Reports, proxy statements and other information filed by the Company can be
inspected and copied at the public reference facilities maintained by the
Commission, 450 Fifth Street N.W., Washington, D.C. 20549 and at the Regional
Offices of the Commission at 7 World Trade Center, Suite 1300, New York, New
York; and at Northwestern Atrium, 500 West Madison Street, Suite 1400, Chicago,
Illinois. Copies of such material can be obtained at prescribed rates from the
Public Reference Section of the Commission at the address set forth above. In
addition, material filed by the Company can be obtained and inspected at the
offices of the Nasdaq Stock Market, Inc., 9513 Key West Avenue, Rockville,
Maryland, 20850, on which the Company's Common Stock is quoted.

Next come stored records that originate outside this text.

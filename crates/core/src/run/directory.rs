//! Run probe over run directories on a shared filesystem.

use async_trait::async_trait;
use std::path::Path;
use tokio::fs;

use super::config::DirectoryProbeConfig;
use super::probe::{ProbeError, RunStatusProbe};
use super::types::{DetectedRun, Run, RunStatus};

/// Detects runs as `<base>/<prefix><id>` directories.
///
/// A run is over once its end marker exists. Upstream producers write both
/// the start and end markers; the probe only reads them.
pub struct DirectoryRunProbe {
    config: DirectoryProbeConfig,
}

impl DirectoryRunProbe {
    pub fn new(config: DirectoryProbeConfig) -> Self {
        Self { config }
    }

    fn run_id<'a>(&self, dir_name: &'a str) -> Option<&'a str> {
        dir_name
            .strip_prefix(self.config.run_prefix.as_str())
            .filter(|id| !id.is_empty())
    }
}

#[async_trait]
impl RunStatusProbe for DirectoryRunProbe {
    fn name(&self) -> &str {
        "directory"
    }

    async fn detect(&self) -> Result<Vec<DetectedRun>, ProbeError> {
        let mut runs = Vec::new();
        let mut entries = fs::read_dir(&self.config.base_path).await?;

        while let Some(entry) = entries.next_entry().await? {
            if !entry.file_type().await?.is_dir() {
                continue;
            }
            let name = entry.file_name();
            let Some(id) = name.to_str().and_then(|n| self.run_id(n)) else {
                continue;
            };
            let path = entry.path();
            runs.push(DetectedRun {
                id: id.to_string(),
                location: path.to_string_lossy().to_string(),
                working_dir: path,
                started_at: None,
            });
        }

        runs.sort_by(|a, b| a.id.cmp(&b.id));
        Ok(runs)
    }

    async fn status(&self, run: &Run) -> Result<RunStatus, ProbeError> {
        let end_marker = Path::new(&run.working_dir).join(&self.config.end_marker);
        let ended = fs::try_exists(&end_marker).await?;

        Ok(RunStatus {
            run_id: run.id.clone(),
            last_unit_seen: None,
            still_active: !ended,
        })
    }
}
//! Controller configuration.

use serde::{Deserialize, Serialize};

use crate::bookkeeping::AccumulationPolicy;
use crate::dispatcher::JobFlavor;

/// Thresholds and timing of the batch controller.
///
/// Immutable for the lifetime of a controller instance.
#[derive(Debug, Clone, Serialize, Deserialize)]
pub struct ControllerConfig {
    /// Job flavor generated for each batch.
    #[serde(default)]
    pub flavor: JobFlavor,

    /// Minimum number of fragments that triggers a non-final batch.
    #[serde(default = "default_minimum_batch")]
    pub minimum_batch: usize,

    /// Delay between cycles while a run is active (milliseconds).
    #[serde(default = "default_poll_interval")]
    pub poll_interval_ms: u64,

    /// Delay between run detection attempts while idle (milliseconds).
    #[serde(default = "default_poll_interval")]
    pub idle_poll_interval_ms: u64,

    /// Force-finalize a run this long after it started (0 = never).
    #[serde(default = "default_run_timeout")]
    pub run_timeout_secs: u64,

    /// How listings turn into batches.
    #[serde(default)]
    pub accumulation: AccumulationPolicy,
}

fn default_minimum_batch() -> usize {
    3
}

fn default_poll_interval() -> u64 {
    60_000 // 1 minute
}

fn default_run_timeout() -> u64 {
    8 * 60 * 60 // 8 hours
}

impl Default for ControllerConfig {
    fn default() -> Self {
        Self {
            flavor: JobFlavor::default(),
            minimum_batch: default_minimum_batch(),
            poll_interval_ms: default_poll_interval(),
            idle_poll_interval_ms: default_poll_interval(),
            run_timeout_secs: default_run_timeout(),
            accumulation: AccumulationPolicy::default(),
        }
    }
}

impl ControllerConfig {
    /// Run timeout, `None` when disabled.
    pub fn run_timeout(&self) -> Option<chrono::Duration> {
        (self.run_timeout_secs > 0).then(|| chrono::Duration::seconds(self.run_timeout_secs as i64))
    }
}
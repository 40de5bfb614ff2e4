//! In-process tests of the operational HTTP endpoints.

mod common;

use axum::http::StatusCode;
use chrono::Utc;

use common::TestFixture;
use runloop_core::{bookkeeping::FinalizedRun, ControllerStatus, FinalizedRunStore, Phase};

#[tokio::test]
async fn test_health_reports_controller_status() {
    let fixture = TestFixture::new();
    fixture.status_tx.send_replace(ControllerStatus {
        phase: Phase::WaitingForFragments,
        run_id: Some("398348".to_string()),
        observed: 7,
        to_process: 2,
        dispatched: 5,
        ..Default::default()
    });

    let response = fixture.get("/api/v1/health").await;
    assert_eq!(response.status, StatusCode::OK);
    assert_eq!(response.body["status"], "ok");
    assert_eq!(response.body["controller"]["phase"], "waiting_for_fragments");
    assert_eq!(response.body["controller"]["run_id"], "398348");
    assert_eq!(response.body["controller"]["dispatched"], 5);
}

#[tokio::test]
async fn test_health_degraded_after_failed_step() {
    let fixture = TestFixture::new();
    fixture.status_tx.send_replace(ControllerStatus {
        last_error: Some("fragment source error: listing timed out".to_string()),
        ..Default::default()
    });

    let response = fixture.get("/api/v1/health").await;
    assert_eq!(response.status, StatusCode::OK);
    assert_eq!(response.body["status"], "degraded");
    assert_eq!(
        response.body["controller"]["last_error"],
        "fragment source error: listing timed out"
    );
}

#[tokio::test]
async fn test_config_endpoint() {
    let fixture = TestFixture::new();

    let response = fixture.get("/api/v1/config").await;
    assert_eq!(response.status, StatusCode::OK);
    assert_eq!(response.body["controller"]["minimum_batch"], 4);
    assert_eq!(response.body["probe"]["backend"], "directory");
}

#[tokio::test]
async fn test_list_finalized_runs() {
    let fixture = TestFixture::new();
    for run_id in ["398400", "398348"] {
        fixture
            .finalized
            .mark_finalized(&FinalizedRun {
                run_id: run_id.to_string(),
                finalized_at: Utc::now(),
                dispatched_count: 12,
            })
            .unwrap();
    }

    let response = fixture.get("/api/v1/runs/finalized").await;
    assert_eq!(response.status, StatusCode::OK);
    let runs = response.body.as_array().unwrap();
    assert_eq!(runs.len(), 2);
    assert_eq!(runs[0]["run_id"], "398348");
    assert_eq!(runs[1]["dispatched_count"], 12);
}

#[tokio::test]
async fn test_metrics_endpoint() {
    let fixture = TestFixture::new();
    fixture.status_tx.send_replace(ControllerStatus {
        to_process: 3,
        ..Default::default()
    });

    let response = fixture.get("/metrics").await;
    assert_eq!(response.status, StatusCode::OK);
    assert!(response.text.contains("# TYPE runloop_run_fragments_pending gauge"));
    assert!(response.text.contains("runloop_run_fragments_pending 3"));
}

#[tokio::test]
async fn test_unknown_route_is_not_found() {
    let fixture = TestFixture::new();

    let response = fixture.get("/api/v1/runs/398348").await;
    assert_eq!(response.status, StatusCode::NOT_FOUND);
}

The Company
files its reports, proxy statements and other information with the Commission
electronically, and the Commission maintains a Web site located at
http://www.sec.gov containing such reports, proxy statements and other
information.
This Prospectus constitutes a part of a Registration Statement on Form
S-3 (Number 333-10529) filed by the Company with the Commission under the
Securities Act of 1933. This Prospectus omits certain of the information
contained in the Registration Statement, and reference is hereby made to the
Registration Statement and to the exhibits relating thereto for further
information with respect to the Company and the shares offered hereby. Any
statements contained herein concerning the provisions of any documents are
complete in all material respects, and, in each instance, reference is made to
such copy filed as an exhibit to the Registration Statement or otherwise filed
with the Commission. Each such statement is qualified in its entirety by such
reference.
INFORMATION INCORPORATED BY REFERENCE
The following documents filed by the Company with the Commission are
incorporated into this Prospectus by reference:
(1) Annual Report on Form 10-K for the fiscal year ended May 31,
1996.
(2) Form 10K/A filed with the Commission on May 1, 1997.
(3) Quarterly Reports on Form 10-Q for the fiscal quarters ended August 31,
1996, November 30, 1996 and February 28, 1997.
(4) The description of the Company's Common Stock contained in the
Registration Statement on Form 8-A (File No. 0-11399) under
the Securities Exchange Act of 1934.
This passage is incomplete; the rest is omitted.